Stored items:
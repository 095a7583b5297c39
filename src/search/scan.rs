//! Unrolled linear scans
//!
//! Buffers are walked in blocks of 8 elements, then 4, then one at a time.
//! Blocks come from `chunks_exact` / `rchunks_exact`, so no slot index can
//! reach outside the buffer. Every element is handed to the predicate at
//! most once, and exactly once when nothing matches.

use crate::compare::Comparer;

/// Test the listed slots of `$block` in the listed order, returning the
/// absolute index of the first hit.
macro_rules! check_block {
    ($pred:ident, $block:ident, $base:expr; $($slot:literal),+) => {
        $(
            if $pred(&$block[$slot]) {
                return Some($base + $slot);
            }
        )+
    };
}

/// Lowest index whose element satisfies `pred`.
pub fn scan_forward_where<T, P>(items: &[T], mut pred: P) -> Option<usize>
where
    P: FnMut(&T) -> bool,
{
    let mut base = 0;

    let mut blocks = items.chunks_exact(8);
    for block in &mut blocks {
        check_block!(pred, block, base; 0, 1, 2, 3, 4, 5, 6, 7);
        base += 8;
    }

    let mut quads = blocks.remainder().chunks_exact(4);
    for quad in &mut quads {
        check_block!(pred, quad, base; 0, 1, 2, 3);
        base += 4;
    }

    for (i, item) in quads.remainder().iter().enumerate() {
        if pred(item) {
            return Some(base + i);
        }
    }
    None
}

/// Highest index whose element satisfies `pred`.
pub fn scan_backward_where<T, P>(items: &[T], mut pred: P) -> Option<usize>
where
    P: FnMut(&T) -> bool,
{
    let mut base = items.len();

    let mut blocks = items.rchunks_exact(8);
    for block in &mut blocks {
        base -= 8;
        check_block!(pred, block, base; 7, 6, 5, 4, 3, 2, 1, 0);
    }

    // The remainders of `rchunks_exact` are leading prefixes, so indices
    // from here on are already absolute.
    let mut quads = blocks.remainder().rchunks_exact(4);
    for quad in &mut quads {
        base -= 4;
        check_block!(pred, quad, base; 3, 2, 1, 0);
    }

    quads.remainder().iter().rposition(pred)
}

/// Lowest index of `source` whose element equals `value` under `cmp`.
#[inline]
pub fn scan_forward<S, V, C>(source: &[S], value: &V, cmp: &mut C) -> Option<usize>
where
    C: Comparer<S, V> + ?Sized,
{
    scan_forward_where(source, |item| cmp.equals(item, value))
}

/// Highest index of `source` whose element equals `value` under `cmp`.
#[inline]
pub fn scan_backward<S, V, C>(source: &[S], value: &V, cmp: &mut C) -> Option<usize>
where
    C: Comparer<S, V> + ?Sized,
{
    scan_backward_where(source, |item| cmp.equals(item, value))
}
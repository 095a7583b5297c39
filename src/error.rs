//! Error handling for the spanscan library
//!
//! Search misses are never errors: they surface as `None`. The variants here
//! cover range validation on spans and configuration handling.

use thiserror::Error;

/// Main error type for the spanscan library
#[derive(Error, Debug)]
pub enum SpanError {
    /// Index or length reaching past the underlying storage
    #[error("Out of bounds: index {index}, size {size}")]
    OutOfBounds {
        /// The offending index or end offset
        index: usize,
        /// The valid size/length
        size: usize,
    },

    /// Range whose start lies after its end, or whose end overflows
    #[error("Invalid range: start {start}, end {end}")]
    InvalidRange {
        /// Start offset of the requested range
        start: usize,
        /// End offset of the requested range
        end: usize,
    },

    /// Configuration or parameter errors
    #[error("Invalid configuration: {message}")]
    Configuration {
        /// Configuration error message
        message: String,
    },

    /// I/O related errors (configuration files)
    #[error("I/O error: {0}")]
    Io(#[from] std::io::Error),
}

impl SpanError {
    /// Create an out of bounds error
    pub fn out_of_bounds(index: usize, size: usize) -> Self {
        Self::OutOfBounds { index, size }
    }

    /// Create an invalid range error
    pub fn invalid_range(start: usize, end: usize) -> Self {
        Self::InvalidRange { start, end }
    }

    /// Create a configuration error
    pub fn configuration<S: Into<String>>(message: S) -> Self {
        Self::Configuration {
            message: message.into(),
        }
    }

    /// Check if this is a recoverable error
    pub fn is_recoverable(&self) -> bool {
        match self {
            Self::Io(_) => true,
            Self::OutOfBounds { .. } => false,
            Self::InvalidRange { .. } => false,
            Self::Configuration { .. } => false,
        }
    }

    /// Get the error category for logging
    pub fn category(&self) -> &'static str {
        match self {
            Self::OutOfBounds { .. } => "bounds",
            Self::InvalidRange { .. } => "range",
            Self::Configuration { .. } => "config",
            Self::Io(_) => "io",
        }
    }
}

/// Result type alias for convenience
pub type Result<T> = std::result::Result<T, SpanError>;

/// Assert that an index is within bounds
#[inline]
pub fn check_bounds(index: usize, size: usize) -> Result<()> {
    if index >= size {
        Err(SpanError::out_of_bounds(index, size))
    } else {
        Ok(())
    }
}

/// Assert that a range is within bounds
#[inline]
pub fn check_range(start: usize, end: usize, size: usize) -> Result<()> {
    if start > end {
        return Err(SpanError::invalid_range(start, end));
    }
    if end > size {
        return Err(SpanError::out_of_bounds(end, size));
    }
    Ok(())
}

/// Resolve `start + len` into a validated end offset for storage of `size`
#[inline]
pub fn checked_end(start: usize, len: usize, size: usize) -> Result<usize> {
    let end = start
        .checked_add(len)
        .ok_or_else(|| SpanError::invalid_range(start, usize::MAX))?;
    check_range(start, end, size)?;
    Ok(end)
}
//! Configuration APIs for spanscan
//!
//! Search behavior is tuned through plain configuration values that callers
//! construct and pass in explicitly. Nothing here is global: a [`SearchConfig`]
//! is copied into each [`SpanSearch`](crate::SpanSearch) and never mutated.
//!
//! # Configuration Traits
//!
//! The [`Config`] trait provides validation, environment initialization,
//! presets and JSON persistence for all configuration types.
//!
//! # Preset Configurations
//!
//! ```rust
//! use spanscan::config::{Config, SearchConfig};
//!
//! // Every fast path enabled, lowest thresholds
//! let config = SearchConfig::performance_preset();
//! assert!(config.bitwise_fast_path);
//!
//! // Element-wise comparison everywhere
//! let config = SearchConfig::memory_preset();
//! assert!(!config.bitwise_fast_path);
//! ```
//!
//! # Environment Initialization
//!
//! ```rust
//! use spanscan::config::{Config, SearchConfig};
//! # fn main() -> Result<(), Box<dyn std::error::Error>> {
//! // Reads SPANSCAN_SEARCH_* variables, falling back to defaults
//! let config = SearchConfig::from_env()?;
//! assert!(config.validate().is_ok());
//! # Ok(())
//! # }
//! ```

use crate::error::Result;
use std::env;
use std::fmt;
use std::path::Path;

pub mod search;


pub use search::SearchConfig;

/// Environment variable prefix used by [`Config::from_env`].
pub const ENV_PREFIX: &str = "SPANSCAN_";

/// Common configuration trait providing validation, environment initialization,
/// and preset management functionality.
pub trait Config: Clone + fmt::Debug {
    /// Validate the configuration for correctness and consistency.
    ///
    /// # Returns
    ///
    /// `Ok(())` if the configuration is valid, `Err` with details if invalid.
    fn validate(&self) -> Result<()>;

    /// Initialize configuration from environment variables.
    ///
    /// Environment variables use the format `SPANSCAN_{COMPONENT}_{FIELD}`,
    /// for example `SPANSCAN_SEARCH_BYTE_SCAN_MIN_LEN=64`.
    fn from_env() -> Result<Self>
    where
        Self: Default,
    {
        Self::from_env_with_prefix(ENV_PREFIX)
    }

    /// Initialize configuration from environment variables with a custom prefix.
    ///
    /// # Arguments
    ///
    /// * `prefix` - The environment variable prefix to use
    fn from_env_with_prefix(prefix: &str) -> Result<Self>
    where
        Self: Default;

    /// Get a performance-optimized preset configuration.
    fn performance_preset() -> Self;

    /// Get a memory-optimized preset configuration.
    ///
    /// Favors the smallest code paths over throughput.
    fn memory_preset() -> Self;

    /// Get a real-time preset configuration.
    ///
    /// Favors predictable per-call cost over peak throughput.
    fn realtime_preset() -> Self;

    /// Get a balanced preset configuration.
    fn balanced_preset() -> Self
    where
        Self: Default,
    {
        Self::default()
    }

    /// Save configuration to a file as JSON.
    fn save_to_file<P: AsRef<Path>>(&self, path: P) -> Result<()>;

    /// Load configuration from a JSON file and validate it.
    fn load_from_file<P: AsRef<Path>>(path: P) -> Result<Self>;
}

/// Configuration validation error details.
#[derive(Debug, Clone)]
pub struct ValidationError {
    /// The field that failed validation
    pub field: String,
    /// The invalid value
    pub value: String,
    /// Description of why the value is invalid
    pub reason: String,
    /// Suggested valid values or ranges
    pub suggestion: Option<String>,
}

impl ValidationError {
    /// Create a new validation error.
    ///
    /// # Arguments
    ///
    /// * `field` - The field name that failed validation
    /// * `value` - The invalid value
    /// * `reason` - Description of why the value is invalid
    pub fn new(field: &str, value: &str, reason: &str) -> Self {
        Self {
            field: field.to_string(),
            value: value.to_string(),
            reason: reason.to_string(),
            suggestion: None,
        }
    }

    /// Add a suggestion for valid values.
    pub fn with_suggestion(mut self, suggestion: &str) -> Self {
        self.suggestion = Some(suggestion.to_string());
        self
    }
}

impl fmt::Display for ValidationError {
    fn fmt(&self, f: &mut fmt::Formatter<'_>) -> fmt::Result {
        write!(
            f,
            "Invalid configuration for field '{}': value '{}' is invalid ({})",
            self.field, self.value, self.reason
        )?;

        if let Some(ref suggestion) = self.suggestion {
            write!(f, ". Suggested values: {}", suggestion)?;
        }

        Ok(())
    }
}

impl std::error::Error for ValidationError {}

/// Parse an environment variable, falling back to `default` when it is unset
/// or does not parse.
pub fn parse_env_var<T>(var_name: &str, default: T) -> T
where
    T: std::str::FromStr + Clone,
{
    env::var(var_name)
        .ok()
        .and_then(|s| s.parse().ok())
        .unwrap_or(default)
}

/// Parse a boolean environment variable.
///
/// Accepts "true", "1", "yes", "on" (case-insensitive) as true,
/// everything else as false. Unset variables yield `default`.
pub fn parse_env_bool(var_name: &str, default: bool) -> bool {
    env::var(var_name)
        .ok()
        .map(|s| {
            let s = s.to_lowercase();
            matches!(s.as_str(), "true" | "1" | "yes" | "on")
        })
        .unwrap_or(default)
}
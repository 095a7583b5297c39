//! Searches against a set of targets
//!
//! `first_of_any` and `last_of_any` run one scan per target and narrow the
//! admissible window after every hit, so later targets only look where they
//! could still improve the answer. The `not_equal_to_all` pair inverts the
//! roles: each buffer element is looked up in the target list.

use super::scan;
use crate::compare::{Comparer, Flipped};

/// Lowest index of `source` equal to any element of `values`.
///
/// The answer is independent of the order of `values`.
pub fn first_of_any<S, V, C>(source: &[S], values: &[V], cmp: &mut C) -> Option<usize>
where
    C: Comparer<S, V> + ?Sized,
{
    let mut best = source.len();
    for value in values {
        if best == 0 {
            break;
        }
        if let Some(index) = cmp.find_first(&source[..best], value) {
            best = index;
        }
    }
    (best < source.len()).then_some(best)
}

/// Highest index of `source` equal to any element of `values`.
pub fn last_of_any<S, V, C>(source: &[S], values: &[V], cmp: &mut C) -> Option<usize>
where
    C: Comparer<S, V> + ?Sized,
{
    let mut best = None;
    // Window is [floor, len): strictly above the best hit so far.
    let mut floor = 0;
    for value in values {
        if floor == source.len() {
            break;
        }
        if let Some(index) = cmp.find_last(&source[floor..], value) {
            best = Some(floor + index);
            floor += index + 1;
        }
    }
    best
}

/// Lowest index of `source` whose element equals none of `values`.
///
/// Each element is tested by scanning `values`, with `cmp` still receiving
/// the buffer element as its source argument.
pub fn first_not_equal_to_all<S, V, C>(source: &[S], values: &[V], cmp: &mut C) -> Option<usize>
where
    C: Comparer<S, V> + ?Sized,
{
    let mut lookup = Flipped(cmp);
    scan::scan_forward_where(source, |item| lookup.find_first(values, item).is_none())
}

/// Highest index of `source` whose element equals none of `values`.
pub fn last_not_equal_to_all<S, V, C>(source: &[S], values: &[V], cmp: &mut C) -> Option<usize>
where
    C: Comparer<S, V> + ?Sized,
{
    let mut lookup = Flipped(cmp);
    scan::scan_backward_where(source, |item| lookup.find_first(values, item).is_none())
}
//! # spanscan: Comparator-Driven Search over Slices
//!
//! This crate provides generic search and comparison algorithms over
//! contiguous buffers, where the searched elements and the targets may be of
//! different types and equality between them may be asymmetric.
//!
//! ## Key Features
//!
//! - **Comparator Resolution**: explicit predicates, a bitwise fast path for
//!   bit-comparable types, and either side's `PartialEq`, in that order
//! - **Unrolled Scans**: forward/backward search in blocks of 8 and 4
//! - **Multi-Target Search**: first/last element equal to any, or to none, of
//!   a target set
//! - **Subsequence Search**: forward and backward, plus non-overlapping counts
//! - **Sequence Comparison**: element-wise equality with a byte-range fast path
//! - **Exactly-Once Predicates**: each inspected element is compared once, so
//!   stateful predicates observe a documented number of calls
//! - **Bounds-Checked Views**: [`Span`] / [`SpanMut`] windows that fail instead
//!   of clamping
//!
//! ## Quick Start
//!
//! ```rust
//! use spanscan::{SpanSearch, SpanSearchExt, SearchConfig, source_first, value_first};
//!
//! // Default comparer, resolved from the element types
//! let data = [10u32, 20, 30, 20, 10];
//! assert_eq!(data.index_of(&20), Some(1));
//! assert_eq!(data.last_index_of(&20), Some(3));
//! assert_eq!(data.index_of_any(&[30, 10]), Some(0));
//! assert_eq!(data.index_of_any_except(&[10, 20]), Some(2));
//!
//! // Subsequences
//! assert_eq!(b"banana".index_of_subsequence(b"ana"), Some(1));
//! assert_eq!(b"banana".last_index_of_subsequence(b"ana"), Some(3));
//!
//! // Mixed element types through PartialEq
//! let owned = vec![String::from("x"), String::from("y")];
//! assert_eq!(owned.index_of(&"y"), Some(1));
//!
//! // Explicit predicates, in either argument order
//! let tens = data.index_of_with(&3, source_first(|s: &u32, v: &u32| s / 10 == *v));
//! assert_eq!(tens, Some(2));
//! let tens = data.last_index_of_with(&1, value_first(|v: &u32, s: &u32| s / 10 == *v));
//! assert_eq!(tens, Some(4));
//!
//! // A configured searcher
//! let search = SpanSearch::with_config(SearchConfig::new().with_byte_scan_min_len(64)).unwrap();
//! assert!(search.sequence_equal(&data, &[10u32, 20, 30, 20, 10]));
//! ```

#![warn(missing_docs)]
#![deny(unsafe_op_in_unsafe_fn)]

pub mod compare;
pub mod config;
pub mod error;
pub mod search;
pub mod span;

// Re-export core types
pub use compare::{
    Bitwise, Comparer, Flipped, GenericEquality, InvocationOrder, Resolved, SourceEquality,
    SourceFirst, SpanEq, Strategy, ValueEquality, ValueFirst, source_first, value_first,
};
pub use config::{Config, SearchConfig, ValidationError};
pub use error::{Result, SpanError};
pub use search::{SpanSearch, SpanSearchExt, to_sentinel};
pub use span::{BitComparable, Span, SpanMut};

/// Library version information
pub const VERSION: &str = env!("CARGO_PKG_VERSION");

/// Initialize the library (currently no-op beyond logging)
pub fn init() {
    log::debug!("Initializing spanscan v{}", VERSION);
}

§ Exercise objective
Of the lines above, show those in which "suggestion" appears.

§ Exercise answer
    pub suggestion: Option<String>,
            suggestion: None,
    /// Add a suggestion for valid values.
    pub fn with_suggestion(mut self, suggestion: &str) -> Self {
        self.suggestion = Some(suggestion.to_string());
        if let Some(ref suggestion) = self.suggestion {
            write!(f, ". Suggested values: {}", suggestion)?;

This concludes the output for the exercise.